In this tutorial I’ll also explain how to recreate one of the most striking aspects of this piece – its limited colourway – and how to achieve the right balance using limited shades. The images I’ve used here have all been selected from stock photography websites, so think about the kind of image you want to create before starting and have a look for some of your own.

01 Start off by sketching the basic layout and grid structure of your piece. Here, I’ve gone for an arched structure, which is something I’ve wanted to play with for a while.

02 Select your stock images – choosing a variety of silk and material elements, and a few random objects (I’ve gone for a horse head and human hair) – and remove the white backgrounds in Photoshop. Using the Pen tool, create a path around the images. Ctrl/right-click the image once you’ve closed the path, before clicking Make Selection, hitting Ctrl/Cmd+Shift+I to invert the selection and then pressing Delete.

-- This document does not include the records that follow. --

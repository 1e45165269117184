//! Verdict + Elapsed-Time Summaries
//!
//! The V3, ABC and PBC front-ends all end a run with a verdict line and a
//! timing line. They differ only in marker text and in where the number sits.

use crate::cell::Cell;
use crate::failure::{Field, Violation};
use crate::matcher::{Marker, Rule, Slot, float_at, scan};
use crate::verdict::{Verdict, VerdictSlot};

pub(crate) const PROVED: &str = "Property proved";
pub(crate) const COUNTER_EXAMPLE: &str = "Observe a counter example";
pub(crate) const UNDETERMINED: &str = "Cannot determinie the property";
pub(crate) const OVERALL_TIME: &str = "Overall Total Time  :";

/// `Overall Total Time  : 12.34 seconds`
pub(crate) fn overall_time(line: &str) -> Result<f64, Violation> {
    float_at(line, 22, 8, Field::Time)
}

#[derive(Default)]
struct SummaryState {
    verdict: VerdictSlot,
    time: Slot<f64>,
}

impl SummaryState {
    fn finish(self) -> Result<Vec<Cell>, Violation> {
        let verdict = self.verdict.require()?;
        let time = self.time.require(Field::Time)?;
        Ok(vec![verdict.into(), Cell::Seconds(time)])
    }
}

static V3_RULES: &[Rule<SummaryState>] = &[
    Rule::new(Marker::Prefix("Inductive Invariant"), |s, _| {
        s.verdict.assign(Verdict::Unsat)
    }),
    Rule::new(Marker::Prefix("Counter-example"), |s, _| {
        s.verdict.assign(Verdict::Sat)
    }),
    Rule::new(Marker::Prefix("Total time used  :"), |s, l| {
        s.time.fill(Field::Time, || float_at(l, 19, 8, Field::Time))
    }),
];

static ABC_RULES: &[Rule<SummaryState>] = &[
    Rule::new(Marker::Prefix(PROVED), |s, _| s.verdict.assign(Verdict::Unsat)),
    Rule::new(Marker::Contains("asserted"), |s, _| {
        s.verdict.assign(Verdict::Sat)
    }),
    Rule::new(Marker::Prefix("elapse:"), |s, l| {
        s.time.fill(Field::Time, || abc_elapse(l))
    }),
    Rule::new(Marker::Contains("combinational"), |s, _| {
        s.verdict.assign(Verdict::Comb)
    }),
    Rule::new(Marker::Prefix("Reached timeout"), |s, _| {
        s.verdict.assign(Verdict::Timeout)
    }),
];

static PBC_RULES: &[Rule<SummaryState>] = &[
    Rule::new(Marker::Prefix(PROVED), |s, _| s.verdict.assign(Verdict::Unsat)),
    Rule::new(Marker::Prefix(COUNTER_EXAMPLE), |s, _| {
        s.verdict.assign(Verdict::Sat)
    }),
    Rule::new(Marker::Exact(UNDETERMINED), |s, _| {
        s.verdict.assign(Verdict::Timeout)
    }),
    Rule::new(Marker::Prefix(OVERALL_TIME), |s, l| {
        s.time.fill(Field::Time, || overall_time(l))
    }),
];

/// ABC's `time` command: `elapse: 3.14 seconds, total: 3.20 seconds`.
/// The number runs from offset 8 to the next space.
fn abc_elapse(line: &str) -> Result<f64, Violation> {
    let rest = line.get(8..).unwrap_or("");
    let malformed = || Violation::Malformed {
        field: Field::Time,
        text: rest.to_string(),
    };
    let end = rest.find(' ').ok_or_else(malformed)?;
    rest[..end].trim().parse().map_err(|_| malformed())
}

fn parse_with(log: &str, rules: &[Rule<SummaryState>]) -> Result<Vec<Cell>, Violation> {
    let mut state = SummaryState::default();
    scan(log, rules, &mut state)?;
    state.finish()
}

pub(crate) fn parse_v3(log: &str) -> Result<Vec<Cell>, Violation> {
    parse_with(log, V3_RULES)
}

pub(crate) fn parse_abc(log: &str) -> Result<Vec<Cell>, Violation> {
    parse_with(log, ABC_RULES)
}

pub(crate) fn parse_pbc(log: &str) -> Result<Vec<Cell>, Violation> {
    parse_with(log, PBC_RULES)
}

#[cfg(test)]
mod tests {
    use super::*;

    fn texts(cells: &[Cell]) -> Vec<String> {
        cells.iter().map(ToString::to_string).collect()
    }

    #[test]
    fn test_abc_proved() {
        let log = "\
abc 01> pdr
Property proved.  Time =     0.42 sec
abc 01> time
elapse: 12.34 seconds, total: 12.40 seconds
";
        assert_eq!(texts(&parse_abc(log).unwrap()), vec!["UNSAT", "12.34"]);
    }

    #[test]
    fn test_abc_asserted_and_comb() {
        let sat = "Output 0 of miter \"foo\" was asserted in frame 7.\nelapse: 0.5 seconds\n";
        assert_eq!(texts(&parse_abc(sat).unwrap()), vec!["SAT", "0.50"]);

        let comb = "The network is combinational.\nelapse: 1 seconds\n";
        assert_eq!(texts(&parse_abc(comb).unwrap()), vec!["COMB", "1.00"]);
    }

    #[test]
    fn test_abc_duplicate_proved() {
        let log = "Property proved.\nProperty proved.\nelapse: 12.34 seconds\n";
        assert_eq!(
            parse_abc(log).unwrap_err(),
            Violation::VerdictConflict {
                held: Verdict::Unsat,
                incoming: Verdict::Unsat
            }
        );
    }

    #[test]
    fn test_abc_timeout_cannot_overwrite() {
        let log = "Output 0 was asserted.\nReached timeout (60 seconds).\nelapse: 60.00 seconds\n";
        assert_eq!(
            parse_abc(log).unwrap_err(),
            Violation::VerdictConflict {
                held: Verdict::Sat,
                incoming: Verdict::Timeout
            }
        );

        let alone = "Reached timeout (60 seconds).\nelapse: 60.01 seconds\n";
        assert_eq!(texts(&parse_abc(alone).unwrap()), vec!["TIMEOUT", "60.01"]);
    }

    #[test]
    fn test_abc_elapse_failures() {
        assert_eq!(
            parse_abc("Property proved\n").unwrap_err(),
            Violation::Missing(Field::Time)
        );
        assert_eq!(
            parse_abc("elapse: 1.0 seconds\n").unwrap_err(),
            Violation::Missing(Field::Verdict)
        );
        assert!(matches!(
            parse_abc("Property proved\nelapse: 1.0\n").unwrap_err(),
            Violation::Malformed {
                field: Field::Time,
                ..
            }
        ));
        assert!(matches!(
            parse_abc("Property proved\nelapse: n/a seconds\n").unwrap_err(),
            Violation::Malformed {
                field: Field::Time,
                ..
            }
        ));
        assert_eq!(
            parse_abc("elapse: 1 s\nelapse: 2 s\n").unwrap_err(),
            Violation::Duplicate(Field::Time)
        );
    }

    #[test]
    fn test_v3_summary() {
        let log = "\
v3> verify pdr p1 -m 50000
Inductive Invariant found by PDR at frame 5
v3> usage
Period time used : 1.00 seconds
Total time used  : 3.456 seconds
";
        assert_eq!(texts(&parse_v3(log).unwrap()), vec!["UNSAT", "3.46"]);
    }

    #[test]
    fn test_v3_conflict_and_malformed() {
        let both = "Counter-example found at depth 3\nInductive Invariant found\n";
        assert_eq!(
            parse_v3(both).unwrap_err(),
            Violation::VerdictConflict {
                held: Verdict::Sat,
                incoming: Verdict::Unsat
            }
        );
        let bad = "Counter-example found\nTotal time used  : ?? seconds\n";
        assert!(matches!(
            parse_v3(bad).unwrap_err(),
            Violation::Malformed {
                field: Field::Time,
                ..
            }
        ));
    }

    #[test]
    fn test_pbc_summary() {
        let log = "\
Observe a counter example at frame 12
ia2b> time
Overall Total Time  : 0.126 seconds
";
        assert_eq!(texts(&parse_pbc(log).unwrap()), vec!["SAT", "0.13"]);

        let undetermined = "Cannot determinie the property\nOverall Total Time  : 3600.00 seconds\n";
        assert_eq!(
            texts(&parse_pbc(undetermined).unwrap()),
            vec!["TIMEOUT", "3600.00"]
        );
    }

    #[test]
    fn test_pbc_undetermined_is_exact() {
        let log = "Cannot determinie the property yet\nOverall Total Time  : 1.00 seconds\n";
        assert_eq!(
            parse_pbc(log).unwrap_err(),
            Violation::Missing(Field::Verdict)
        );
    }
}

03 Once you’ve cut out the main images, it’s time to create a grid structure. Using your sketch as a reference, start creating your basic grid – I’ve created a simple colour grid. This will help you keep the shape and structure of the collage.

04 Next, we’ll sort out the colour overlays and levels. Start by changing the colours of the cut-out elements of the collage: desaturate them first, then simply go to Layer Style>Color Overlay and set Blend Mode to Multiply. Select a mid grey shade, hit OK and convert the elements into smart objects, adjusting the levels if need be.

05 The beauty of this piece lies in the interesting elements hidden within each of your stock images –you’ll need a keen eye to spot these. With the material references, for example, I tend to go for the areas with the most ripples in each image. I also play with the colour contrasts to find other detailed sections within the silks.

06 Create a new canvas with all the elements that you’ve cut out. This will serve as a palette from which you can easily construct your final image.

07 Open a new A4-sized document in Photoshop at 300dpi. Fill it with 100% black. Next, transfer your grid structure and place it over the new canvas. Group the guides, send this to the back (Ctrl/Cmd+])and lock the layer. Begin selecting your elements and start building up the structure.

08 Fill any empty spaces with smaller, more detailed silk elements. Make these a lighter shade of grey to really give the image some pop. To achieve the light grey tone, simply adjust the levels by raising the whites. Duplicate the smaller elements and place them as you desire.

09 Adding a drop shadow to the silk elements will lend extra dimensions to the structure, so select the layer beneath the element you want, make a new layer, choose a soft brush and start to paint under the silk element. Adjust the opacity to around 50-60% and you’ll get a nice, even, drop shadow effect.

10 Now open your random images and repeat the process in step 04 to adjust the colour overlays and levels. Use these images to breathe some abstract life into your work.

11 This next stage involves adding a sense of life and increasing the surreal feel of the piece. Start by collecting smaller imagery that will tell a story within the work – I’m depicting a new world in mine. Once again, I’ve arranged the new elements on a single page for ease of reference. When you’re ready, place your imagery onto the piece, duplicating any parts as desired.

12 I’m also adding a hair element into my piece, which I’ve tucked nicely between the silks. The hair strands need to look sharp and crisp, so I’ve sharpened the image by going to Filter>Sharpen>Unsharp Mask. I set Amount to 50%, Radius to 40px and Threshold to 0, and hit OK.

13 Let’s bring some vectors in now. Simplicity is the key to achieving a nice balance in the piece. Open Illustrator and create two simple circles on top of each other using the Ellipse tool. Select both circles, go to Pathfinder>Exclude and change the fill colour to black. Create more vectors, and copy and paste them onto your element sheet.

14 Drag your vector elements onto your artwork and place them into your desired position. Make sure you tuck a few of them behind the silk elements – this will add a real sense of dimension to your work. Now drag the horizontal line onto your artwork. Change the hue to a colour you think will work and rotate the line to 45 degrees. Remove the grid from the background and save the piece. Then flatten, rename and save the image again.

Since receiving a BA Hons in Graphic and Typography Design in 2007, London-based graphic designer Dines has built a firm client and fan base in London, working with clients such as MTV, Defected Records, Nike and Channel 4. He is also the founder of award-winning digital design group Studio Blup.